В этот момент по батарейной палубе гулко затопали чьи-то шаги, и оба солдата одновременно вспомнили про надпись на двери. Они стрелой вылетели в коридор, и Билл бесшумно притворил дверь. Когда он обернулся, Трудяга уже исчез. Биллу пришлось плестись в кубрик одному. Бигер, вернувшись первым, уже чистил сапоги своих друзей и даже не обратил внимания на возвращение Билла.
— А все-таки, что он там вытворял со своими часами?
Этот вопрос не давал Биллу покоя все время, пока шло обучение трудной профессии заряжающего. Работа требовала напряженного внимания и точности, но в свободное время Билл терзался. Он терзался, стоя в очереди за обедом, терзался в те короткие минуты, которые отделяли наступление тяжелого дурманящего сна от момента, когда гасили свет. Он мучился каждый раз, когда выдавалась свободная минутка. Билл даже похудел. Похудел он, правда, не только потому, что терзался сомнениями, а по тем же причинам, что и прочие солдаты. Корабельная кормежка! Она была рассчитана на поддержание жизни и только этой цели и достигала. Другое дело — какова была эта самая жизнь — жалкая и полуголодная. Впрочем, Биллу было не до нее. Перед ним стояла куда более важная проблема, и он нуждался в помощи.
После воскресных занятий на второй неделе своего пребывания на корабле он, вместо того чтобы ринуться в столовую вместе с остальными, задержал Заряжающего 1-го класса Сплина для разговора.
— У меня проблема, сэр.
— Пустяки, один укол, и все пройдет. Говорят, без этого никогда не станешь мужчиной.

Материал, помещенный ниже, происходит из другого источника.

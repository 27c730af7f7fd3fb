// SPDX-License-Identifier: BUSL-1.1
// Copyright (c) 2026 Alfred Jean LLC

//! Fake reporter for testing
#![cfg_attr(coverage_nightly, coverage(off))]

use super::{BatchBanner, Reporter};
use parking_lot::Mutex;
use std::path::{Path, PathBuf};
use std::sync::Arc;
use std::time::Duration;
use sweep_core::{BatchSummary, JobResult, JobSpec, JobStatus};

/// Recorded reporter call
#[derive(Debug, Clone, PartialEq)]
pub enum ReportEvent {
    BatchStarted(BatchBanner),
    JobStarted {
        index: usize,
        total: usize,
        name: String,
    },
    JobDelayed {
        name: String,
        delay: Duration,
    },
    JobFinished {
        name: String,
        status: JobStatus,
    },
    HeadlessHint(String),
    DuplicateName {
        name: String,
        count: usize,
    },
    RunFinished {
        total: usize,
        successful: usize,
        failed: usize,
    },
    SummaryWritten(PathBuf),
}

/// Fake reporter for testing
#[derive(Clone, Default)]
pub struct FakeReporter {
    events: Arc<Mutex<Vec<ReportEvent>>>,
}

impl FakeReporter {
    pub fn new() -> Self {
        Self::default()
    }

    /// Get all recorded events, in call order
    pub fn events(&self) -> Vec<ReportEvent> {
        self.events.lock().clone()
    }

    /// Names of jobs that received a headless hint
    pub fn hints(&self) -> Vec<String> {
        self.events
            .lock()
            .iter()
            .filter_map(|e| match e {
                ReportEvent::HeadlessHint(name) => Some(name.clone()),
                _ => None,
            })
            .collect()
    }

    /// Jitter delays that were announced
    pub fn delays(&self) -> Vec<Duration> {
        self.events
            .lock()
            .iter()
            .filter_map(|e| match e {
                ReportEvent::JobDelayed { delay, .. } => Some(*delay),
                _ => None,
            })
            .collect()
    }

    fn push(&self, event: ReportEvent) {
        self.events.lock().push(event);
    }
}

impl Reporter for FakeReporter {
    fn batch_started(&self, banner: &BatchBanner) {
        self.push(ReportEvent::BatchStarted(banner.clone()));
    }

    fn job_started(&self, index: usize, total: usize, job: &JobSpec) {
        self.push(ReportEvent::JobStarted {
            index,
            total,
            name: job.name.clone(),
        });
    }

    fn job_delayed(&self, name: &str, delay: Duration) {
        self.push(ReportEvent::JobDelayed {
            name: name.to_string(),
            delay,
        });
    }

    fn job_finished(&self, result: &JobResult) {
        self.push(ReportEvent::JobFinished {
            name: result.name.clone(),
            status: result.status,
        });
    }

    fn headless_hint(&self, result: &JobResult) {
        self.push(ReportEvent::HeadlessHint(result.name.clone()));
    }

    fn duplicate_name(&self, name: &str, count: usize) {
        self.push(ReportEvent::DuplicateName {
            name: name.to_string(),
            count,
        });
    }

    fn run_finished(&self, summary: &BatchSummary) {
        self.push(ReportEvent::RunFinished {
            total: summary.total_analyses,
            successful: summary.successful,
            failed: summary.failed,
        });
    }

    fn summary_written(&self, path: &Path) {
        self.push(ReportEvent::SummaryWritten(path.to_path_buf()));
    }
}
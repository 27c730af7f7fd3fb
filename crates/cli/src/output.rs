// SPDX-License-Identifier: BUSL-1.1
// Copyright (c) 2026 Alfred Jean LLC

//! Dry-run listing

use std::fmt::Write;
use sweep_engine::PlannedBatch;

/// Render planned jobs as a name line followed by the exact command.
pub fn format_plan(planned: &[PlannedBatch]) -> String {
    let mut out = String::new();
    let mut total = 0;
    for batch in planned {
        let indent = match &batch.banner {
            Some(banner) => {
                let _ = writeln!(
                    out,
                    "BATCH {}/{}: {} ({} combinations)",
                    banner.position, banner.total, banner.name, banner.combinations
                );
                "  "
            }
            None => "",
        };
        for job in &batch.jobs {
            let _ = writeln!(out, "{indent}{}", job.name);
            let _ = writeln!(out, "{indent}    {}", job.command_line());
        }
        total += batch.jobs.len();
    }
    let _ = writeln!(out, "Dry run: {} analyses planned, nothing executed", total);
    out
}

#[cfg(test)]
#[path = "output_tests.rs"]
mod tests;
// SPDX-License-Identifier: BUSL-1.1
// Copyright (c) 2026 Alfred Jean LLC

//! Sweep configuration parsing

use crate::batch::BatchDef;
use crate::section::ParamSection;
use crate::settings::SchedulerSettings;
use serde::{Deserialize, Serialize};
use std::path::{Path, PathBuf};
use sweep_core::ParameterSet;
use thiserror::Error;

/// Configuration file format
#[derive(Debug, Clone, Copy, PartialEq, Eq)]
pub enum Format {
    Json,
    Toml,
    Hcl,
}

impl Format {
    /// Pick a format from the file extension. Unknown extensions are JSON.
    pub fn from_path(path: &Path) -> Self {
        match path.extension().and_then(|e| e.to_str()) {
            Some("toml") => Format::Toml,
            Some("hcl") => Format::Hcl,
            _ => Format::Json,
        }
    }
}

/// Errors that can occur while loading a configuration
#[derive(Debug, Error)]
pub enum ParseError {
    #[error("failed to read configuration {}: {source}", path.display())]
    Read {
        path: PathBuf,
        source: std::io::Error,
    },

    #[error("JSON parse error: {0}")]
    Json(#[from] serde_json::Error),

    #[error("TOML parse error: {0}")]
    Toml(#[from] toml::de::Error),

    #[error("HCL parse error: {0}")]
    Hcl(#[from] hcl::Error),

    #[error("invalid configuration for {location}: {message}")]
    InvalidFormat { location: String, message: String },
}

/// Default external tool executable.
pub const DEFAULT_TOOL: &str = "dsi_studio";

/// Default action passed to the tool as `--action=<action>`.
pub const DEFAULT_ACTION: &str = "cnt";

fn default_tool() -> String {
    DEFAULT_TOOL.to_string()
}

fn default_action() -> String {
    DEFAULT_ACTION.to_string()
}

/// A parsed sweep configuration
#[derive(Debug, Clone, Serialize, Deserialize)]
pub struct SweepConfig {
    #[serde(default = "default_tool", alias = "dsi_studio_cmd")]
    pub tool_cmd: String,
    #[serde(default = "default_action")]
    pub tool_action: String,
    #[serde(default)]
    pub core_parameters: ParamSection,
    #[serde(default)]
    pub threshold_parameters: ParamSection,
    #[serde(default)]
    pub analysis_parameters: ParamSection,
    #[serde(default)]
    pub optional_parameters: ParamSection,
    #[serde(default)]
    pub batch_configurations: Vec<BatchDef>,
    #[serde(default)]
    pub scheduler: SchedulerSettings,
}

impl SweepConfig {
    /// Default value for every configured parameter.
    ///
    /// Sections merge in order core, threshold, analysis, optional; a key
    /// repeated in a later section takes the later value.
    pub fn defaults(&self) -> ParameterSet {
        let mut defaults = ParameterSet::new();
        for section in self.sections() {
            for (key, value) in section.values() {
                defaults.insert(key, value.clone());
            }
        }
        defaults
    }

    /// Defaults from `core_parameters` only (required tool inputs).
    pub fn core_defaults(&self) -> ParameterSet {
        self.core_parameters
            .values()
            .map(|(k, v)| (k.to_string(), v.clone()))
            .collect()
    }

    fn sections(&self) -> [&ParamSection; 4] {
        [
            &self.core_parameters,
            &self.threshold_parameters,
            &self.analysis_parameters,
            &self.optional_parameters,
        ]
    }
}

/// Load a configuration file, picking the format from its extension.
pub fn load_config(path: &Path) -> Result<SweepConfig, ParseError> {
    let content = std::fs::read_to_string(path).map_err(|source| ParseError::Read {
        path: path.to_path_buf(),
        source,
    })?;
    parse_config_with_format(&content, Format::from_path(path))
}

/// Parse a configuration from JSON content (convenience wrapper)
pub fn parse_config(content: &str) -> Result<SweepConfig, ParseError> {
    parse_config_with_format(content, Format::Json)
}

/// Parse a configuration from the given content in the specified format
pub fn parse_config_with_format(content: &str, format: Format) -> Result<SweepConfig, ParseError> {
    // 1. Serde does the heavy lifting
    let config: SweepConfig = match format {
        Format::Json => serde_json::from_str(content)?,
        Format::Toml => toml::from_str(content)?,
        Format::Hcl => hcl::from_str(content)?,
    };

    // 2. Validation
    if config.tool_cmd.trim().is_empty() {
        return Err(ParseError::InvalidFormat {
            location: "tool_cmd".to_string(),
            message: "tool command must not be empty".to_string(),
        });
    }
    config
        .scheduler
        .validate()
        .map_err(|message| ParseError::InvalidFormat {
            location: "scheduler".to_string(),
            message,
        })?;

    tracing::debug!(
        tool = %config.tool_cmd,
        batches = config.batch_configurations.len(),
        "parsed configuration"
    );

    Ok(config)
}

#[cfg(test)]
#[path = "parser_tests.rs"]
mod tests;
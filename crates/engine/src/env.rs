// SPDX-License-Identifier: BUSL-1.1
// Copyright (c) 2026 Alfred Jean LLC

//! Centralized environment variable access for the engine crate.

use std::time::Duration;
use sweep_adapters::HEALTH_CHECK_TIMEOUT;

fn parse_duration_ms(var: &str) -> Option<Duration> {
    std::env::var(var)
        .ok()
        .and_then(|s| s.trim().parse::<u64>().ok())
        .map(Duration::from_millis)
}

/// Per-job timeout override (`SWEEP_TIMEOUT_MS`).
pub fn timeout_override() -> Option<Duration> {
    parse_duration_ms("SWEEP_TIMEOUT_MS")
}

/// Startup jitter bounds override (`SWEEP_JITTER_MS`, `min,max`).
pub fn jitter_override() -> Option<(Duration, Duration)> {
    std::env::var("SWEEP_JITTER_MS")
        .ok()
        .and_then(|s| parse_jitter_ms(&s))
}

/// Health check timeout (`SWEEP_HEALTH_TIMEOUT_MS`, default: 10s).
pub fn health_check_timeout() -> Duration {
    parse_duration_ms("SWEEP_HEALTH_TIMEOUT_MS").unwrap_or(HEALTH_CHECK_TIMEOUT)
}

/// Parse `min,max` milliseconds; a single number means a fixed delay.
pub(crate) fn parse_jitter_ms(text: &str) -> Option<(Duration, Duration)> {
    let mut parts = text.split(',').map(|p| p.trim().parse::<u64>());
    let min = parts.next()?.ok()?;
    let max = match parts.next() {
        Some(max) => max.ok()?,
        None => min,
    };
    if parts.next().is_some() || min > max {
        return None;
    }
    Some((Duration::from_millis(min), Duration::from_millis(max)))
}

#[cfg(test)]
#[path = "env_tests.rs"]
mod tests;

— У меня не та проблема, сэр. Я хотел бы… я хотел бы поговорить с капелланом.
Сплин побледнел и прислонился к переборке.
— Хватит! — еле выдавил он. — Мотай в столовую, и, если сам не проболтаешься, я буду нем, как рыба.
Билл зарделся.
— Очень сожалею, сэр, но это неизбежно. Я-то тут ни при чем, но мне просто необходимо с ним поговорить. Такое ведь со всеми может случиться… — Голос Билла звучал все глуше, он смущенно шаркал подошвами и внимательно рассматривал носки своих сапог. Молчание стало невыносимым. Когда Сплин снова заговорил, товарищеские нотки из его тона полностью испарились.